Record excerpts:
//! IoTDB MCP Server - Main entry point.
//!
//! This server provides MCP (Model Context Protocol) tools for AI assistants
//! to run read-only queries against Apache IoTDB and export the results.

use iotdb_mcp_server::config::{Config, TransportMode};
use iotdb_mcp_server::db::{PoolOptions, QueryDispatcher, RestConnector, SessionPool};
use iotdb_mcp_server::mcp::IotdbService;
use iotdb_mcp_server::transport::{HttpTransport, StdioTransport, Transport};
use std::sync::Arc;
use tracing::{error, info};
use tracing_subscriber::{EnvFilter, fmt, prelude::*};

/// Initialize the tracing subscriber. Logs go to stderr; stdout carries MCP messages.
fn init_tracing(config: &Config) {
    let filter =
        EnvFilter::try_from_default_env().unwrap_or_else(|_| EnvFilter::new(&config.log_level));

    let subscriber = tracing_subscriber::registry().with(filter);

    if config.json_logs {
        subscriber
            .with(fmt::layer().json().with_writer(std::io::stderr))
            .init();
    } else {
        subscriber
            .with(
                fmt::layer()
                    .with_target(true)
                    .with_thread_ids(false)
                    .with_writer(std::io::stderr),
            )
            .init();
    }
}

#[tokio::main]
async fn main() -> Result<(), Box<dyn std::error::Error>> {
    let config = Config::parse_args();
    init_tracing(&config);

    if let Err(e) = config.validate() {
        error!(error = %e, "Invalid configuration");
        return Err(e.into());
    }

    info!(
        transport = %config.transport,
        dialect = %config.sql_dialect,
        host = %config.host,
        port = config.port,
        "Starting IoTDB MCP Server v{}",
        env!("CARGO_PKG_VERSION")
    );

    std::fs::create_dir_all(&config.export_path).map_err(|e| {
        error!(path = %config.export_path.display(), error = %e, "Cannot create export directory");
        e
    })?;

    // Sessions are opened lazily on first use
    let connector = RestConnector::from_config(&config)?;
    let pool = SessionPool::new(Arc::new(connector), PoolOptions::from_config(&config));
    let dispatcher = QueryDispatcher::from_config(pool, &config)?;
    let service = IotdbService::from_config(dispatcher, &config);

    let result = match config.transport {
        TransportMode::Stdio => StdioTransport::new(service).run().await,
        TransportMode::Http => {
            info!(
                bind = %config.http_bind_addr(),
                endpoint = %config.mcp_endpoint,
                "Using HTTP transport"
            );
            HttpTransport::new(
                service,
                &config.http_host,
                config.http_port,
                &config.mcp_endpoint,
            )
            .run()
            .await
        }
    };

    if let Err(e) = result {
        error!(error = %e, "Server error");
        return Err(e.into());
    }

    info!("Server shutdown complete");
    Ok(())
}
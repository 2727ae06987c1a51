//! Error types for the IoTDB MCP Server.
//!
//! This module defines all error types using `thiserror` for ergonomic error handling.
//! Each error variant carries a stable kind tag and, where useful, an actionable
//! suggestion so AI assistants can understand and recover from error conditions.

use thiserror::Error;

#[derive(Error, Debug)]
pub enum DbError {
    #[error("Configuration error: {message}")]
    Config { message: String },

    #[error("Connection failed: {message}")]
    Connection { message: String, suggestion: String },

    #[error("Session pool exhausted: no session became available within {waited_ms}ms")]
    PoolExhausted { waited_ms: u64, max_size: usize },

    #[error("Session pool is closed")]
    PoolClosed,

    #[error("Invalid statement type: {message}")]
    InvalidStatementType { message: String },

    #[error("Not found: {object} - {message}")]
    NotFound { object: String, message: String },

    #[error("Query execution failed: {message}")]
    QueryExecution {
        message: String,
        /// IoTDB status code when the backend reported one (e.g. 550 for a missing table)
        code: Option<i64>,
    },

    #[error("Unsupported export format '{format}'. Use 'csv' or 'excel'.")]
    UnsupportedFormat { format: String },

    #[error("Export failed for {path}: {message}")]
    ExportIo { path: String, message: String },

    #[error("Invalid input: {message}")]
    InvalidInput { message: String },

    #[error("Internal error: {message}")]
    Internal { message: String },
}

impl DbError {
    /// Create a configuration error.
    pub fn config(message: impl Into<String>) -> Self {
        Self::Config {
            message: message.into(),
        }
    }

    /// Create a connection error with a helpful suggestion.
    pub fn connection(message: impl Into<String>, suggestion: impl Into<String>) -> Self {
        Self::Connection {
            message: message.into(),
            suggestion: suggestion.into(),
        }
    }

    /// Create a pool exhausted error.
    pub fn pool_exhausted(waited_ms: u64, max_size: usize) -> Self {
        Self::PoolExhausted {
            waited_ms,
            max_size,
        }
    }

    /// Create an invalid statement type error.
    pub fn invalid_statement(message: impl Into<String>) -> Self {
        Self::InvalidStatementType {
            message: message.into(),
        }
    }

    /// Create a not found error.
    pub fn not_found(object: impl Into<String>, message: impl Into<String>) -> Self {
        Self::NotFound {
            object: object.into(),
            message: message.into(),
        }
    }

    /// Create a query execution error with an optional backend status code.
    pub fn query_execution(message: impl Into<String>, code: Option<i64>) -> Self {
        Self::QueryExecution {
            message: message.into(),
            code,
        }
    }

    /// Create an unsupported format error.
    pub fn unsupported_format(format: impl Into<String>) -> Self {
        Self::UnsupportedFormat {
            format: format.into(),
        }
    }

    /// Create an export I/O error.
    pub fn export_io(path: impl Into<String>, message: impl Into<String>) -> Self {
        Self::ExportIo {
            path: path.into(),
            message: message.into(),
        }
    }

    /// Create an invalid input error.
    pub fn invalid_input(message: impl Into<String>) -> Self {
        Self::InvalidInput {
            message: message.into(),
        }
    }

    /// Create an internal error.
    pub fn internal(message: impl Into<String>) -> Self {
        Self::Internal {
            message: message.into(),
        }
    }

    /// Stable machine-readable tag for this error.
    pub fn kind(&self) -> &'static str {
        match self {
            Self::Config { .. } => "ConfigError",
            Self::Connection { .. } => "ConnectionFailure",
            Self::PoolExhausted { .. } => "PoolExhausted",
            Self::PoolClosed => "PoolClosed",
            Self::InvalidStatementType { .. } => "InvalidStatementType",
            Self::NotFound { .. } => "NotFound",
            Self::QueryExecution { .. } => "QueryExecutionError",
            Self::UnsupportedFormat { .. } => "UnsupportedFormat",
            Self::ExportIo { .. } => "ExportIOError",
            Self::InvalidInput { .. } => "InvalidInput",
            Self::Internal { .. } => "Internal",
        }
    }

    /// Get the suggestion for this error, if available.
    pub fn suggestion(&self) -> Option<&str> {
        match self {
            Self::Connection { suggestion, .. } => Some(suggestion),
            Self::PoolExhausted { .. } => {
                Some("All sessions are busy. Retry shortly or increase --pool-size")
            }
            Self::PoolClosed => Some("The server is shutting down"),
            Self::UnsupportedFormat { .. } => Some("Supported formats are 'csv' and 'excel'"),
            Self::ExportIo { .. } => {
                Some("Check that the export directory exists, is writable and has free space")
            }
            _ => None,
        }
    }

    /// Check if this error is retryable.
    pub fn is_retryable(&self) -> bool {
        matches!(self, Self::Connection { .. } | Self::PoolExhausted { .. })
    }
}

/// Result type alias for database operations.
pub type DbResult<T> = Result<T, DbError>;

/// Build the structured `data` payload attached to MCP errors.
fn error_data(err: &DbError) -> Option<serde_json::Value> {
    let mut data = serde_json::json!({ "kind": err.kind() });
    if let Some(suggestion) = err.suggestion() {
        data["suggestion"] = serde_json::Value::String(suggestion.to_string());
    }
    if let DbError::QueryExecution {
        code: Some(code), ..
    } = err
    {
        data["code"] = serde_json::Value::from(*code);
    }
    Some(data)
}

/// Convert DbError to MCP ErrorData for semantic error categorization.
/// The `data` object always carries the error kind, plus the suggestion when available.
impl From<DbError> for rmcp::ErrorData {
    fn from(err: DbError) -> Self {
        let data = error_data(&err);
        match &err {
            // Caller mistakes -> invalid_params
            DbError::InvalidStatementType { .. }
            | DbError::InvalidInput { .. }
            | DbError::UnsupportedFormat { .. }
            | DbError::QueryExecution { .. } => {
                rmcp::ErrorData::invalid_params(err.to_string(), data)
            }

            DbError::NotFound { .. } => rmcp::ErrorData::resource_not_found(err.to_string(), data),

            // Pool and backend faults -> internal_error
            DbError::Config { .. }
            | DbError::Connection { .. }
            | DbError::PoolExhausted { .. }
            | DbError::PoolClosed
            | DbError::ExportIo { .. }
            | DbError::Internal { .. } => rmcp::ErrorData::internal_error(err.to_string(), data),
        }
    }
}
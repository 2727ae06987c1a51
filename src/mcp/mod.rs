//! MCP server integration module.
//!
//! This module wires the IoTDB tool handlers into the MCP protocol using the
//! rmcp framework. The active tool set depends on the configured SQL dialect.

pub mod registry;
pub mod service;

pub use registry::ToolSet;
pub use service::IotdbService;
//! Customer CRUD endpoints.
//!
//! Thin handlers translating requests to customer-service calls and mapping
//! domain errors to status codes. Registration is the only public route; it
//! returns a freshly issued token in the `Authorization` response header.

use axum::extract::{OriginalUri, Path, State};
use axum::http::{header, StatusCode};
use axum::response::{IntoResponse, Response};
use axum::Json;

use crate::customer::model::{CustomerView, RegistrationRequest, UpdateRequest};
use crate::error::ApiError;
use crate::server::AppState;

/// GET /api/v1/customers
pub async fn list_customers(
    State(state): State<AppState>,
    OriginalUri(uri): OriginalUri,
) -> Result<Json<Vec<CustomerView>>, ApiError> {
    state
        .customers
        .list_customers()
        .await
        .map(Json)
        .map_err(|e| ApiError::new(e, uri.path()))
}

/// GET /api/v1/customers/{id}
pub async fn get_customer(
    State(state): State<AppState>,
    OriginalUri(uri): OriginalUri,
    Path(customer_id): Path<i64>,
) -> Result<Json<CustomerView>, ApiError> {
    state
        .customers
        .get_customer(customer_id)
        .await
        .map(Json)
        .map_err(|e| ApiError::new(e, uri.path()))
}

/// POST /api/v1/customers (public)
///
/// Registers a customer and hands the new subject a bearer token in the
/// `Authorization` response header.
pub async fn register_customer(
    State(state): State<AppState>,
    OriginalUri(uri): OriginalUri,
    Json(request): Json<RegistrationRequest>,
) -> Result<Response, ApiError> {
    let email = request.email.clone();

    state
        .customers
        .register_customer(request)
        .await
        .map_err(|e| ApiError::new(e, uri.path()))?;

    let token = state
        .jwt
        .issue_token_with_scopes(&email, &["ROLE_USER"])
        .map_err(|e| ApiError::internal(e, uri.path()))?;

    tracing::info!("registered customer {}", email);

    Ok(([(header::AUTHORIZATION, token)], StatusCode::OK).into_response())
}

/// PUT /api/v1/customers/{id}
pub async fn update_customer(
    State(state): State<AppState>,
    OriginalUri(uri): OriginalUri,
    Path(customer_id): Path<i64>,
    Json(request): Json<UpdateRequest>,
) -> Result<StatusCode, ApiError> {
    state
        .customers
        .update_customer(customer_id, request)
        .await
        .map(|_| StatusCode::OK)
        .map_err(|e| ApiError::new(e, uri.path()))
}

/// DELETE /api/v1/customers/{id}
pub async fn delete_customer(
    State(state): State<AppState>,
    OriginalUri(uri): OriginalUri,
    Path(customer_id): Path<i64>,
) -> Result<StatusCode, ApiError> {
    state
        .customers
        .delete_customer(customer_id)
        .await
        .map(|_| StatusCode::OK)
        .map_err(|e| ApiError::new(e, uri.path()))
}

What is being asked:
Among the lines above, the ones holding the word "info" must be counted; only that count is to be given.

Answer box:
5